# Anyone ever seen this? Black faced deer?



## River Rambler (Jul 5, 2010)

These are some unusual looking deer. In additon to the odd coloration, they're facial structure looks odd as well.


----------



## Wesbird2 (Jul 5, 2010)

Looks like some kind of cross breed  
Nice deer


----------



## River Rambler (Jul 5, 2010)

That's what I was thinking because the does have it too.


----------



## Son (Jul 5, 2010)

Summer coat, very short or no hair. I've seen some dark faced deer though, and one mutation that was a dark chocolate color.


----------



## River Rambler (Jul 5, 2010)

It could be a thin summer coat, but does a common whitetail have black skin? 

And all of the deer I'm seeing have this.


----------



## 24point (Jul 5, 2010)

Here is a doe with a blacker face


----------



## River Rambler (Jul 5, 2010)

True. These boys just have some stark white hair around their eyes and it makes much more striking.
Thanks for the feedback.


----------



## BowanaLee (Jul 6, 2010)

Thats common with their short summer hair.

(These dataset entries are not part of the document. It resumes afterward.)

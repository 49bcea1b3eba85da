use super::{PageContext, heading};
use crate::contact::Notice;
use maud::{Markup, html};

/// Contact details and the message form. A `notice` is shown after a submission.
pub fn contact(ctx: PageContext<'_>, notice: Option<Notice>) -> Markup {
    let profile = &ctx.catalog.profile;
    let mailto = format!("mailto:{}", profile.email);

    html! {
        (heading("Get In", "Touch", "Have a project in mind or want to collaborate? I'd love to hear from you!"))

        @if let Some(notice) = notice {
            div.notice.success[notice == Notice::Sent].failure[notice == Notice::Failed] role="status" {
                h4 { (notice.title()) }
                p { (notice.description()) }
            }
        }

        div.contact {
            section.glass-card.info {
                h2.gradient-text { "Contact Information" }
                p { "Feel free to reach out through any of these channels." }
                a href=(mailto) { (profile.email) }
                div.social {
                    @if let Some(url) = &profile.linkedin {
                        a href=(url) target="_blank" rel="noopener noreferrer" { "LinkedIn" }
                    }
                    @if let Some(url) = &profile.github {
                        a href=(url) target="_blank" rel="noopener noreferrer" { "GitHub" }
                    }
                    a href=(mailto) { "Email" }
                }
            }

            form.glass-card method="post" action="/contact" {
                label for="name" { "Name" }
                input id="name" type="text" name="name" placeholder="Your name" required;
                label for="email" { "Email" }
                input id="email" type="email" name="email" placeholder="your.email@example.com" required;
                label for="message" { "Message" }
                textarea id="message" name="message" rows="6" placeholder="Tell me about your project..." required {}
                button.button type="submit" { "Send Message" }
            }
        }
    }
}
//! Auxiliary build outputs: sitemap and JSON data exports.

pub mod data;
pub mod sitemap;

They look like brothers to me.


----------



## kedo (Jul 6, 2010)

*Plant Vogtle*

That's not down by Vogtle Power Plant is  it??


----------



## golffreak (Jul 6, 2010)

Most of my summer pics look just like that. It's just the contrast with the summer coat.


----------



## dirtnap10 (Jul 6, 2010)

A lot of my pictures from the summer look like that


----------



## Dixiesimpleman32 (Jul 6, 2010)

Older deer get the dark face in summer time.Also the the thin redcoats.nice pics


----------



## CRIMINOLES (Jul 6, 2010)

dang first the white house,then the ocean,now our deer what else going to turn black??


----------



## Fortenberry (Jul 6, 2010)

Now, that is funny!!!! I almost spit out my drink


----------



## 11P&YBOWHUNTER (Jul 6, 2010)

I got a pic of a buck from Fort Stewart that had a lot of black on its face.


----------



## River Rambler (Jul 6, 2010)

Wild looking for sure.
Hope they keep showing up during the day.


----------



## shakey gizzard (Jul 7, 2010)

They've got some swamp donkey in them!


----------



## Core Lokt (Jul 7, 2010)

As mentioned this is a comon look for a summer coat and color on face. It may be a tad darker but not unusual.


----------



## FL Sportsman (Jul 7, 2010)

Funny I found this thread. I got a pic of a big buck here in FL that looks exactly like these bucks here! I'll post a pic of him tonight.


----------



## AHERRING (Jul 7, 2010)

We had one on our land that had a solid black nose one season.


----------



## FL Sportsman (Jul 7, 2010)

Here's the buck... here in FL.


----------



## barry green (Jul 8, 2010)

i've alsoseen deer that stay in swamps look like that esp during the summer. legs were the same coloration


----------



## mattech (Jul 8, 2010)

thin summer coat and compacted mud to hep keep the  bugs off.


----------



## Wrangler35 (Jul 9, 2010)

*whole back is black*

I got this pic at the end of last summer. Posted it on here and everyone said it was typical. I don't know?...


----------



## SneekEE (Jul 9, 2010)

In the last one the face is normal but havnt seen one with a body like that.


----------



## donald-f (Jul 10, 2010)

Looks like deer in last pic has the mange and somebody used the old time remedy of using motor oil treatment.


----------



## Smokey (Jul 10, 2010)

Here are a couple I got on my trail camera and one I took from the front porch.......all are sporting a dark face.


----------



## Johnny Reb (Jul 10, 2010)

Like everyone else said...that is their short summer coat....great pic from Wrangler35 showing the transition between summer and fall coat.


----------



## BigBrett (Jul 10, 2010)

CRIMINOLES said:


> dang first the white house,then the ocean,now our deer what else going to turn black??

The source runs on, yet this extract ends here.